Stored items:
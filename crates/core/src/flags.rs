use bitflags::bitflags;

bitflags! {
    /// Node metadata bits.
    ///
    /// `POPULATED` and `POPULATED_BUS` belong to the device factory; the
    /// tree stores them but never interprets them.
    #[derive(Debug, Clone, Copy, Default, PartialEq, Eq)]
    pub struct NodeFlags: u32 {
        /// Heap-owned node created at runtime; reclaimed on release.
        const DYNAMIC = 1 << 0;
        /// Not currently linked into the live tree.
        const DETACHED = 1 << 1;
        const POPULATED = 1 << 2;
        const POPULATED_BUS = 1 << 3;
    }
}

bitflags! {
    /// Property metadata bits.
    #[derive(Debug, Clone, Copy, Default, PartialEq, Eq)]
    pub struct PropFlags: u32 {
        /// Created at runtime (overlay copy or transaction add).
        const DYNAMIC = 1 << 0;
    }
}
//! The overlay engine: walks a fragment against a live target, records the
//! primitive edits into a transaction, and derives the device-state ledger
//! that drives create/destroy device notifications.

use livetree_core::{ChangeKind, NodeId, PropValue, path};
use livetree_store::{ChangeEvent, DeviceTree, NodeRef};

use crate::error::EngineError;
use crate::fragment::{Fragment, OverlayInfo, TargetSpec};
use crate::transaction::{ChangeOp, Transaction};

/// One node whose "would a device instantiate" state flipped under a
/// transaction.
#[derive(Debug, Clone)]
pub(crate) struct DeviceDelta {
    pub node: NodeRef,
    pub prev_present: bool,
    pub new_present: bool,
}

/// An applied overlay: the transaction that carries its edits, its
/// resolved targets, and the settled device-state ledger.
pub(crate) struct Overlay {
    pub txn: Transaction,
    pub touched: Vec<NodeId>,
    pub ledger: Vec<DeviceDelta>,
}

pub(crate) fn resolve_target(tree: &DeviceTree, spec: &TargetSpec) -> Result<NodeRef, EngineError> {
    match spec {
        TargetSpec::Phandle(handle) => tree
            .find_node_by_phandle(*handle)
            .ok_or_else(|| EngineError::NotFound(format!("target phandle {:#x}", handle.raw()))),
        TargetSpec::Path(target_path) => tree
            .find_node_by_path(target_path)
            .ok_or_else(|| EngineError::NotFound(format!("target path {target_path}"))),
    }
}

/// Walk one fragment against one live target, recording every primitive
/// edit. Lookups go through the transaction so edits staged earlier in the
/// same changeset are visible: a collision with a staged add becomes an
/// update, and a staged child is recursed into rather than duplicated.
pub(crate) fn apply_fragment(
    txn: &mut Transaction,
    tree: &DeviceTree,
    target: &NodeRef,
    fragment: &Fragment,
) -> Result<(), EngineError> {
    for frag_prop in &fragment.properties {
        // 'name' is a derived reflection of the node name; never merged
        if frag_prop.name == "name" {
            continue;
        }
        let (removal, prop_name) = path::removal_name(&frag_prop.name);
        let existing = txn.effective_property(target.id(), prop_name);
        if removal {
            // removing what is not there is a no-op, not an error
            if let Some(prop) = existing {
                txn.record(ChangeOp::RemoveProperty {
                    node: target.clone(),
                    prop,
                })?;
            }
            continue;
        }
        let new_prop = tree.create_property(prop_name, frag_prop.value.clone());
        match existing {
            Some(old_prop) => txn.record(ChangeOp::UpdateProperty {
                node: target.clone(),
                new_prop,
                old_prop,
            })?,
            None => txn.record(ChangeOp::AddProperty {
                node: target.clone(),
                prop: new_prop,
            })?,
        }
    }

    for child in &fragment.children {
        let (removal, child_name) = path::removal_name(&child.name);
        match txn.find_child(target, child_name) {
            Some(existing) => {
                if removal {
                    txn.record(ChangeOp::DetachNode { node: existing })?;
                } else {
                    apply_fragment(txn, tree, &existing, child)?;
                }
            }
            None => {
                if removal {
                    continue;
                }
                let child_path = path::join(&target.path(), child_name);
                let node = tree.create_node(
                    child_name,
                    child.type_name.as_deref(),
                    &child_path,
                    child.phandle,
                );
                tree.raw_set_parent(&node, target)?;
                txn.record(ChangeOp::AttachNode { node: node.clone() })?;
                apply_fragment(txn, tree, &node, child)?;
            }
        }
    }

    Ok(())
}

/// Whether a node would instantiate a device: attached, with a non-empty
/// `compatible`, and a `status` that is okay/ok or absent.
fn present(attached: bool, compatible: Option<&PropValue>, status: Option<&PropValue>) -> bool {
    attached
        && compatible.is_some_and(|value| !value.is_empty())
        && status.is_none_or(|value| matches!(value.as_str(), Some("okay") | Some("ok")))
}

/// Depth of `node` below `target` (1 when they coincide), or `None` when
/// the node is not in the target's subtree.
fn depth_below(target: &NodeRef, node: &NodeRef) -> Option<usize> {
    let mut depth = 1;
    let mut current = node.clone();
    loop {
        if current.id() == target.id() {
            return Some(depth);
        }
        current = current.parent()?;
        depth += 1;
    }
}

/// Scan a freshly applied journal and compute, for every touched node, the
/// device-state transition it underwent. The new state is evaluated
/// against the post-apply tree; the previous state is reconstructed by
/// walking the journal backwards from it.
pub(crate) fn compute_ledger(
    tree: &DeviceTree,
    txn: &Transaction,
    targets: &[(NodeRef, usize)],
) -> Vec<DeviceDelta> {
    let mut ledger = Vec::new();

    for node_id in txn.touched_nodes() {
        let Some(node) = tree.node(node_id) else {
            continue;
        };

        // device-depth cap, relative to the first target covering the node
        if let Some((target, depth_cap)) = targets
            .iter()
            .find(|(target, _)| depth_below(target, &node).is_some())
            && *depth_cap != 0
            && depth_below(target, &node).is_some_and(|depth| depth > *depth_cap)
        {
            log::debug!("skipping device transition for {} (beyond depth cap)", node.path());
            continue;
        }

        let new_present = present(
            !node.is_detached(),
            node.find_property("compatible").map(|p| p.value).as_ref(),
            node.find_property("status").map(|p| p.value).as_ref(),
        );

        // Reconstruct the pre-transaction view of the three inputs by
        // undoing this node's journal entries, newest first.
        let mut attached_prev = !node.is_detached();
        let mut compatible_prev = node.find_property("compatible").map(|p| p.value);
        let mut status_prev = node.find_property("status").map(|p| p.value);
        for entry in txn.entries().iter().rev() {
            if entry.node().id() != node_id {
                continue;
            }
            match &entry.op {
                ChangeOp::AttachNode { .. } => attached_prev = false,
                ChangeOp::DetachNode { .. } => attached_prev = true,
                ChangeOp::AddProperty { prop, .. } => {
                    if let Some(record) = tree.property_record(*prop) {
                        match record.name.as_str() {
                            "compatible" => compatible_prev = None,
                            "status" => status_prev = None,
                            _ => {}
                        }
                    }
                }
                ChangeOp::RemoveProperty { prop, .. } => {
                    if let Some(record) = tree.property_record(*prop) {
                        match record.name.as_str() {
                            "compatible" => compatible_prev = Some(record.value),
                            "status" => status_prev = Some(record.value),
                            _ => {}
                        }
                    }
                }
                ChangeOp::UpdateProperty { old_prop, .. } => {
                    if let Some(record) = tree.property_record(*old_prop) {
                        match record.name.as_str() {
                            "compatible" => compatible_prev = Some(record.value),
                            "status" => status_prev = Some(record.value),
                            _ => {}
                        }
                    }
                }
            }
        }
        let prev_present = present(attached_prev, compatible_prev.as_ref(), status_prev.as_ref());

        if prev_present != new_present {
            ledger.push(DeviceDelta {
                node,
                prev_present,
                new_present,
            });
        }
    }

    ledger
}

/// Emit `DynamicCreateDevice`/`DynamicDestroyDevice` for every ledger
/// entry. Forward dispatch announces the new state in ledger order; revert
/// announces the previous state in reverse order. Handler failures are
/// logged, never fatal.
pub(crate) fn dispatch_device_events(tree: &DeviceTree, ledger: &[DeviceDelta], revert: bool) {
    let deltas: Vec<&DeviceDelta> = if revert {
        ledger.iter().rev().collect()
    } else {
        ledger.iter().collect()
    };
    for delta in deltas {
        let state = if revert {
            delta.prev_present
        } else {
            delta.new_present
        };
        let kind = if state {
            ChangeKind::DynamicCreateDevice
        } else {
            ChangeKind::DynamicDestroyDevice
        };
        if let Err(rejection) =
            tree.dispatch(&ChangeEvent::structural(kind, delta.node.clone()))
        {
            log::warn!(
                "device handler failed for {}: {}",
                delta.node.path(),
                rejection
            );
        }
    }
}

/// Resolve, walk, and atomically apply a changeset of target/fragment
/// pairs under a single transaction, then settle the device ledger.
pub(crate) fn apply_changeset(
    tree: &DeviceTree,
    infos: &[OverlayInfo],
) -> Result<Overlay, EngineError> {
    if infos.is_empty() {
        return Err(EngineError::InvalidFragment("empty changeset".to_string()));
    }

    let mut txn = Transaction::new(tree.clone());
    txn.begin()?;

    let mut targets = Vec::new();
    for info in infos {
        let target = match resolve_target(tree, &info.target) {
            Ok(target) => target,
            Err(error) => {
                let _ = txn.abort();
                return Err(error);
            }
        };
        if let Err(error) = apply_fragment(&mut txn, tree, &target, &info.fragment) {
            let _ = txn.abort();
            return Err(error);
        }
        targets.push((target, info.device_depth));
    }

    if let Err(error) = txn.apply() {
        let _ = txn.destroy();
        return Err(error);
    }

    let ledger = compute_ledger(tree, &txn, &targets);
    dispatch_device_events(tree, &ledger, false);

    let touched = txn.touched_nodes();
    Ok(Overlay {
        txn,
        touched,
        ledger,
    })
}
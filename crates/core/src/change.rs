use serde::{Deserialize, Serialize};

/// The fixed set of reconfiguration kinds carried on the notifier bus.
///
/// Structural kinds pair with an inverse used on revert; the device kinds
/// are emitted by the overlay engine after a transaction settles.
#[derive(Debug, Clone, Copy, PartialEq, Eq, Hash, Serialize, Deserialize)]
pub enum ChangeKind {
    AttachNode,
    DetachNode,
    AddProperty,
    RemoveProperty,
    UpdateProperty,
    DynamicCreateDevice,
    DynamicDestroyDevice,
}

impl ChangeKind {
    /// Inverse kind dispatched when an applied change is rolled back.
    /// `UpdateProperty` is self-paired (the saved previous property swaps
    /// roles); the device kinds pair with each other.
    pub fn inverse(self) -> ChangeKind {
        match self {
            ChangeKind::AttachNode => ChangeKind::DetachNode,
            ChangeKind::DetachNode => ChangeKind::AttachNode,
            ChangeKind::AddProperty => ChangeKind::RemoveProperty,
            ChangeKind::RemoveProperty => ChangeKind::AddProperty,
            ChangeKind::UpdateProperty => ChangeKind::UpdateProperty,
            ChangeKind::DynamicCreateDevice => ChangeKind::DynamicDestroyDevice,
            ChangeKind::DynamicDestroyDevice => ChangeKind::DynamicCreateDevice,
        }
    }

    pub fn as_str(&self) -> &'static str {
        match self {
            ChangeKind::AttachNode => "AttachNode",
            ChangeKind::DetachNode => "DetachNode",
            ChangeKind::AddProperty => "AddProperty",
            ChangeKind::RemoveProperty => "RemoveProperty",
            ChangeKind::UpdateProperty => "UpdateProperty",
            ChangeKind::DynamicCreateDevice => "DynamicCreateDevice",
            ChangeKind::DynamicDestroyDevice => "DynamicDestroyDevice",
        }
    }
}

#[cfg(test)]
mod tests {
    use super::*;

    #[test]
    fn inverse_is_an_involution() {
        for kind in [
            ChangeKind::AttachNode,
            ChangeKind::DetachNode,
            ChangeKind::AddProperty,
            ChangeKind::RemoveProperty,
            ChangeKind::UpdateProperty,
            ChangeKind::DynamicCreateDevice,
            ChangeKind::DynamicDestroyDevice,
        ] {
            assert_eq!(kind.inverse().inverse(), kind);
        }
    }
}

INSTRUCTIONS FOR THE TASK: Keep to the lines above, from the first one through the line where "never interprets them." appears, and copy them exactly.

ANSWER SECTION:
filename crates/core/src/flags.rs
use bitflags::bitflags;

bitflags! {
    /// Node metadata bits.
    ///
    /// `POPULATED` and `POPULATED_BUS` belong to the device factory; the
    /// tree stores them but never interprets them.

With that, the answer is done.